Saved entries
((
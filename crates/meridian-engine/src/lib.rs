//! # Meridian Engine
//!
//! Transaction orchestration over meridian-db.
//!
//! ```text
//! ┌─────────────────────────────────────────────────────────────────────────┐
//! │                        meridian-engine                                  │
//! │                                                                         │
//! │   sale.rs       SaleManager: atomic sale + inventory + outbox          │
//! │   hold.rs       HoldManager: park and resume carts                     │
//! │   refund.rs     RefundWorkflow: threshold approvals, restock           │
//! │   drawer.rs     DrawerManager: open / count / close sessions           │
//! │   outbox.rs     OutboxWorker + AccountingPoster seam                   │
//! │   reconcile.rs  ReconciliationSweep: drift audit + self-repair         │
//! │   materials.rs  MaterialsSync: catalog ↔ operations pool bridge        │
//! │   tasks.rs      SideEffectQueue: post-commit work                      │
//! │   config.rs     EngineConfig: injected thresholds and toggles         │
//! │                                                                         │
//! │   Everything money-critical happens inside one SQLite transaction;    │
//! │   everything else happens after commit and can only log failures.     │
//! └─────────────────────────────────────────────────────────────────────────┘
//! ```

pub mod config;
pub mod drawer;
pub mod error;
pub mod hold;
pub mod materials;
pub mod outbox;
pub mod reconcile;
pub mod refund;
pub mod sale;
pub mod tasks;

pub use config::EngineConfig;
pub use drawer::DrawerManager;
pub use error::{EngineError, EngineResult};
pub use hold::HoldManager;
pub use materials::{MaterialSyncOutcome, MaterialsSync};
pub use outbox::{AccountingPoster, OutboxWorker, OutboxWorkerHandle, PostOutcome};
pub use reconcile::{Finding, FindingKind, ReconciliationReport, ReconciliationSweep, Severity};
pub use refund::RefundWorkflow;
pub use sale::{CompletedSale, SaleManager};
pub use tasks::{
    LoggingReceiptSender, ReceiptSender, SideEffect, SideEffectQueue, SideEffectWorker,
    SideEffectWorkerHandle,
};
))
Action item: Taking the records above as input, show every line in which the word "SaleManager" is present.

Solution for this task:
//! │   sale.rs       SaleManager: atomic sale + inventory + outbox          │
pub use sale::{CompletedSale, SaleManager};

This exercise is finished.